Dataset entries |

____

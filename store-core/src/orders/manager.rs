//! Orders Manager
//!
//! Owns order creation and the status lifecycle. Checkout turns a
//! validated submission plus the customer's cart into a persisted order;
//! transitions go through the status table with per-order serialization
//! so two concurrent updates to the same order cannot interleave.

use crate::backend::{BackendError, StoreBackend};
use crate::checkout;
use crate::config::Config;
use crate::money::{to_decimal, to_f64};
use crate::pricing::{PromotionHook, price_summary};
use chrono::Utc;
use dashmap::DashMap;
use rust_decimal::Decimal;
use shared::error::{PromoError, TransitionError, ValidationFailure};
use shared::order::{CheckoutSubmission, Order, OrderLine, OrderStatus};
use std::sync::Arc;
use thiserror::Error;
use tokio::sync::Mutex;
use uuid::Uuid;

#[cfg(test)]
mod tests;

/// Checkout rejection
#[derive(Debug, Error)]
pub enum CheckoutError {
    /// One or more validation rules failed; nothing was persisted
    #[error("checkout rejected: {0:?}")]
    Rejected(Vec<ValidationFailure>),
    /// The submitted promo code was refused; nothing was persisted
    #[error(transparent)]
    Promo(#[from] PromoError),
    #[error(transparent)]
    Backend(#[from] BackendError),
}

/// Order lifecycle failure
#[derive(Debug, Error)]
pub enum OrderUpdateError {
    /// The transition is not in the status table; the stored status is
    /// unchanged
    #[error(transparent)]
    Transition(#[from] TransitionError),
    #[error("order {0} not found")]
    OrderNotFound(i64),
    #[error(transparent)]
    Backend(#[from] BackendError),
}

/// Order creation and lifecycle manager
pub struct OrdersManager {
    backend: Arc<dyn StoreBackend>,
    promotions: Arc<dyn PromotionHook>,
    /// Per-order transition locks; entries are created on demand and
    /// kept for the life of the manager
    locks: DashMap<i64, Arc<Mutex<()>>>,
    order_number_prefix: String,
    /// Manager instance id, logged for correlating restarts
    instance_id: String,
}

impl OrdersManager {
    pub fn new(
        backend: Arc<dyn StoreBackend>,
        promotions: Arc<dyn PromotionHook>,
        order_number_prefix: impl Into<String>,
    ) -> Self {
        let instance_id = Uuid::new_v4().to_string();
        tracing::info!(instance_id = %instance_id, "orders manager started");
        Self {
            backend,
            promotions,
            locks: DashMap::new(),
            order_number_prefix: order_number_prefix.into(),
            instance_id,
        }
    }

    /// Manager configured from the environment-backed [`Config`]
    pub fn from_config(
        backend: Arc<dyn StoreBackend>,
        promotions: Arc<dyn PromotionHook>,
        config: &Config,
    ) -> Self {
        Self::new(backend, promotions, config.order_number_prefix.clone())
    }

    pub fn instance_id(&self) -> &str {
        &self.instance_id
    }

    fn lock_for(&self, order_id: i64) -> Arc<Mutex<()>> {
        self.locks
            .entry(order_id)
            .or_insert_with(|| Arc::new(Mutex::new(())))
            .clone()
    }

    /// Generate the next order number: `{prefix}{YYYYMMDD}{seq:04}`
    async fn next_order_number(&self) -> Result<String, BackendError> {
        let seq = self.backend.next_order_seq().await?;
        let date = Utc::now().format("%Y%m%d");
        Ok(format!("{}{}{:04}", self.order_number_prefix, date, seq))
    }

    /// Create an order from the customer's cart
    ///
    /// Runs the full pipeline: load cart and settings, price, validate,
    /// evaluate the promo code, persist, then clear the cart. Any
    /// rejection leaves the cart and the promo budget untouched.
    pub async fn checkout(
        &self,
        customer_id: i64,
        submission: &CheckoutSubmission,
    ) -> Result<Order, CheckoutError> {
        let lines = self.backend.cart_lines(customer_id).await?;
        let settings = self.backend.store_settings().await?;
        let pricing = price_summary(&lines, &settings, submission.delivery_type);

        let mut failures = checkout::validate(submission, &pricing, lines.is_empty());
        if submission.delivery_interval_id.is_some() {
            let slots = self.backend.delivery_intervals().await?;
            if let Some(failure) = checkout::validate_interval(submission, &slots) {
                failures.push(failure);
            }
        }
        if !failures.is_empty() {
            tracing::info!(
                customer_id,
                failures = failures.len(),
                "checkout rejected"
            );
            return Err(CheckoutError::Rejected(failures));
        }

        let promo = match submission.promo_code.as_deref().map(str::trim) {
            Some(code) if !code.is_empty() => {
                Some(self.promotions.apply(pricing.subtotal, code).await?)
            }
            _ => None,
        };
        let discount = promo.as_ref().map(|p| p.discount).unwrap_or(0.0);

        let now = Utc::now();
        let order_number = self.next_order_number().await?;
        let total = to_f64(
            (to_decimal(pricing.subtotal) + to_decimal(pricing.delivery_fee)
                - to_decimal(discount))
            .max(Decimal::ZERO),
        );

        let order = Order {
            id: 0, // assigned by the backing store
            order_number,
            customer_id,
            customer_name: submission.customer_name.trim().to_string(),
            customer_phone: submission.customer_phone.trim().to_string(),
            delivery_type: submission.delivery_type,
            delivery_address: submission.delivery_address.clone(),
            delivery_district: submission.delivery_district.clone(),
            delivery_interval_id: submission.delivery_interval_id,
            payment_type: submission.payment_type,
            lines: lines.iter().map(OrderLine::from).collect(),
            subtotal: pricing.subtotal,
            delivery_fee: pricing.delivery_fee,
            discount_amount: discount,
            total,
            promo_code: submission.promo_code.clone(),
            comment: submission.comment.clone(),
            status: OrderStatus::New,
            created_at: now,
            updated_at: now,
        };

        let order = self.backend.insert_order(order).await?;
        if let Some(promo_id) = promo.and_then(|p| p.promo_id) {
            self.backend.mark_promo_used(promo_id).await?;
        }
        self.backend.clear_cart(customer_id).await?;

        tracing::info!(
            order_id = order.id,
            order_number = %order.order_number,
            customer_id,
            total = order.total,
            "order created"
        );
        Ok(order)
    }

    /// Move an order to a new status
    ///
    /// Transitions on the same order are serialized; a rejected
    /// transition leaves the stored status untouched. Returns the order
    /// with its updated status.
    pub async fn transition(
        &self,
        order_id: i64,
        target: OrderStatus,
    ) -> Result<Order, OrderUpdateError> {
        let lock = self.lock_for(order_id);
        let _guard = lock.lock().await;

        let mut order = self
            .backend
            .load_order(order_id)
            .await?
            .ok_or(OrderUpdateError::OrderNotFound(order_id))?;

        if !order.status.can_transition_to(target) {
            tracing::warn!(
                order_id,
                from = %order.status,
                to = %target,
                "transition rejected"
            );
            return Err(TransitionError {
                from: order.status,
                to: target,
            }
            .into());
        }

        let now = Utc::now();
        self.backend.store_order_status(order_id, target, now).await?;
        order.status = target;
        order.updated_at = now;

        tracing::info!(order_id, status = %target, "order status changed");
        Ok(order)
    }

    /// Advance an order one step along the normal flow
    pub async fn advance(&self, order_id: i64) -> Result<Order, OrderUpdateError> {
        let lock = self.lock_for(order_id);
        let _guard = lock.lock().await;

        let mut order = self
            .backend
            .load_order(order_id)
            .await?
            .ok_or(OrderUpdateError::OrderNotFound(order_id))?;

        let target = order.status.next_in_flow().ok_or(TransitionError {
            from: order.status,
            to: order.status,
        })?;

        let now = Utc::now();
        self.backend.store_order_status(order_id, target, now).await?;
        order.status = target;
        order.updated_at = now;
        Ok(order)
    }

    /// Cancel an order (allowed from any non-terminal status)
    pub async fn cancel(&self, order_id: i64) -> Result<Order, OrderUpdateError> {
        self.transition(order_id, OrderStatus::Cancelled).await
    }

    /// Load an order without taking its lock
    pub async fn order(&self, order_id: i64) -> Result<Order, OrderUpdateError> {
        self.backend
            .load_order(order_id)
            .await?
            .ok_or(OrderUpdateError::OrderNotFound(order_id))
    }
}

____

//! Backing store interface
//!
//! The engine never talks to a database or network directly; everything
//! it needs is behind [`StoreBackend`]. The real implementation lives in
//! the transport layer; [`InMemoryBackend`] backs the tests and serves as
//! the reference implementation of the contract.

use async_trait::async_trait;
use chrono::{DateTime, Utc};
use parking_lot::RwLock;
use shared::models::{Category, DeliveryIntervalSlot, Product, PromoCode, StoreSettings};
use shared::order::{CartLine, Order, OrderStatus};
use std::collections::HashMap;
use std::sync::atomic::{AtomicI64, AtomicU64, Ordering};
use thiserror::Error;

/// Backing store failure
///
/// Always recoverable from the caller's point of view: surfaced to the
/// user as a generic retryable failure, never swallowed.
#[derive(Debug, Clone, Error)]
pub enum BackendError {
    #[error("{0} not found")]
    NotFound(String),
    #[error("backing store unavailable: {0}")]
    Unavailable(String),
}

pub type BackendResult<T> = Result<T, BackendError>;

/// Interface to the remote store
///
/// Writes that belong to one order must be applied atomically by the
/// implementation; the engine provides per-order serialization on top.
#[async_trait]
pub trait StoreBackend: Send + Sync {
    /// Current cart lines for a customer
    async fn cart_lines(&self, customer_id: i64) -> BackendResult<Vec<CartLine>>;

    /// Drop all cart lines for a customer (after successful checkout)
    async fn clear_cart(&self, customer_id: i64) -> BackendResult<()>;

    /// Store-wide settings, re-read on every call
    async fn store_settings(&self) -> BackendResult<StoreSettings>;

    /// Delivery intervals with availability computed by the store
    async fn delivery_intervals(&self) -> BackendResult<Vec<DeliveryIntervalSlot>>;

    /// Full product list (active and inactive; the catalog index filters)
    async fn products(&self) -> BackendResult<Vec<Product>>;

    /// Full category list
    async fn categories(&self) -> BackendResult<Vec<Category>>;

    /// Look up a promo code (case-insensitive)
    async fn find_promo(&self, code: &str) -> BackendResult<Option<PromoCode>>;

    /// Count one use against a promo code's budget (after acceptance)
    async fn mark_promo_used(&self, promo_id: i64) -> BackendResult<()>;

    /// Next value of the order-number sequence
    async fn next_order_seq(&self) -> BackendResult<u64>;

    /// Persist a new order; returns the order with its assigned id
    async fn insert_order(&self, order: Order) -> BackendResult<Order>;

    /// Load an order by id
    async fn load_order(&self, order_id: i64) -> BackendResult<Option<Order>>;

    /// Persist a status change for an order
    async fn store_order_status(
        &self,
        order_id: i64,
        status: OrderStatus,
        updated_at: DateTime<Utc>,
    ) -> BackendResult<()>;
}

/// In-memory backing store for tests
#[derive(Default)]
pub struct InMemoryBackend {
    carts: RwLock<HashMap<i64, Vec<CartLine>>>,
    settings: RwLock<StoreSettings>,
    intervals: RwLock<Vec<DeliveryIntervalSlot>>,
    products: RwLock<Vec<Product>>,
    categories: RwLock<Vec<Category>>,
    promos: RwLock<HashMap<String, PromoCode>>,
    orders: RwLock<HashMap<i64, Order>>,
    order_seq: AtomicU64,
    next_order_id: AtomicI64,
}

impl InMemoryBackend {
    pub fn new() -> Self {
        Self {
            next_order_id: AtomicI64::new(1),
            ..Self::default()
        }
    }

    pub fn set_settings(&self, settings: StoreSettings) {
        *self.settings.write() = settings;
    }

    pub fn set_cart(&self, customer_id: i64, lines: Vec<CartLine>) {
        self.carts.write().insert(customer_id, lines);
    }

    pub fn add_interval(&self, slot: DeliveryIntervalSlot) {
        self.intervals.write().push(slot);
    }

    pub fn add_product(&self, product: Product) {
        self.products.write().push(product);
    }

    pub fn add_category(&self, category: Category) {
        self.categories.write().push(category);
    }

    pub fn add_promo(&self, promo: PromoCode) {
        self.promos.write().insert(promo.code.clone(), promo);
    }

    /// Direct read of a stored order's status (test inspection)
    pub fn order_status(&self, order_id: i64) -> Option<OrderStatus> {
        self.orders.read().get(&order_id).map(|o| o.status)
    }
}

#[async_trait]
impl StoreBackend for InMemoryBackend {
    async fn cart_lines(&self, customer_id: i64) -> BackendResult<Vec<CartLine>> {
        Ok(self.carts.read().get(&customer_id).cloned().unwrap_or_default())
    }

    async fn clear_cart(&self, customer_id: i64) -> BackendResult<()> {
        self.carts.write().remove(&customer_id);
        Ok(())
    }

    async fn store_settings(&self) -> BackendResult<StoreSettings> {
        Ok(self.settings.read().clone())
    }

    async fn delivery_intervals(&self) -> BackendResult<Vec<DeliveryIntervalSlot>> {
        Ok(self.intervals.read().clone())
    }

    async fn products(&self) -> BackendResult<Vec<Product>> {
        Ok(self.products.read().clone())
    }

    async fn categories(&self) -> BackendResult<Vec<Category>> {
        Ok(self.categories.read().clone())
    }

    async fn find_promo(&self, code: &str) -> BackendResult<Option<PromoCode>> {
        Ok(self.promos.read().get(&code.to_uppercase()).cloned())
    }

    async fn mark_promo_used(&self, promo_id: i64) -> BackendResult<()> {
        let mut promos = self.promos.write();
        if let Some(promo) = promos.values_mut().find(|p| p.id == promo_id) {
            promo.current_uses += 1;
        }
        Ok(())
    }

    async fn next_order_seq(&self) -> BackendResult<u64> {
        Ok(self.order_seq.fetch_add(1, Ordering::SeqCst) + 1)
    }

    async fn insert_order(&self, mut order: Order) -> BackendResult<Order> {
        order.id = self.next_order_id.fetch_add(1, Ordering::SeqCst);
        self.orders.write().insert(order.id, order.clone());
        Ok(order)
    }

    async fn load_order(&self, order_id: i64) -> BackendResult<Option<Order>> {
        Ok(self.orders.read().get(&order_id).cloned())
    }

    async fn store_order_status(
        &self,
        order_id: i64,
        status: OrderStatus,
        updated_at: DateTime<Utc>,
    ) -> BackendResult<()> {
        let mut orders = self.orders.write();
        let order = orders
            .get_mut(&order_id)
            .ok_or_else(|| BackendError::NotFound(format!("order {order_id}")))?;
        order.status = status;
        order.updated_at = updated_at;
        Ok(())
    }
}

____

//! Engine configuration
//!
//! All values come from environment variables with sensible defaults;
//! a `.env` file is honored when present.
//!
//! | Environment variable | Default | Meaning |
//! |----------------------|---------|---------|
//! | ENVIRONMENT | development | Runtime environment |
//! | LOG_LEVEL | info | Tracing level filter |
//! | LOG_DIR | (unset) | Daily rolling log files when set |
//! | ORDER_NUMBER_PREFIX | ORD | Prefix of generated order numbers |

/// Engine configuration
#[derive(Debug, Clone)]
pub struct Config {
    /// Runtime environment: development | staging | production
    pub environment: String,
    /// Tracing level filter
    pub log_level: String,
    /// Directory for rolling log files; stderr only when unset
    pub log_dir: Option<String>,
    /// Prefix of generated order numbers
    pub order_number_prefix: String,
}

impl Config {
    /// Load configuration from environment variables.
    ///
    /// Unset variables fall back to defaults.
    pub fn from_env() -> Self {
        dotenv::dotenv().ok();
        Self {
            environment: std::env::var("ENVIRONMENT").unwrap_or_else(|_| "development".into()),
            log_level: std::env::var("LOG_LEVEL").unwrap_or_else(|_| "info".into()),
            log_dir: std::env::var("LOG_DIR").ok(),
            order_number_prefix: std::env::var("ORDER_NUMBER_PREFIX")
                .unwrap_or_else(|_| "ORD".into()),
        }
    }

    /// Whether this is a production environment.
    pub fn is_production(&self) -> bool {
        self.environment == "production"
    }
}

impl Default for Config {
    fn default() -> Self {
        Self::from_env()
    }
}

____

What you need to do |
Go through the records and work out how many lines contain the string "carts". The answer should be that number alone.

Completed task |
4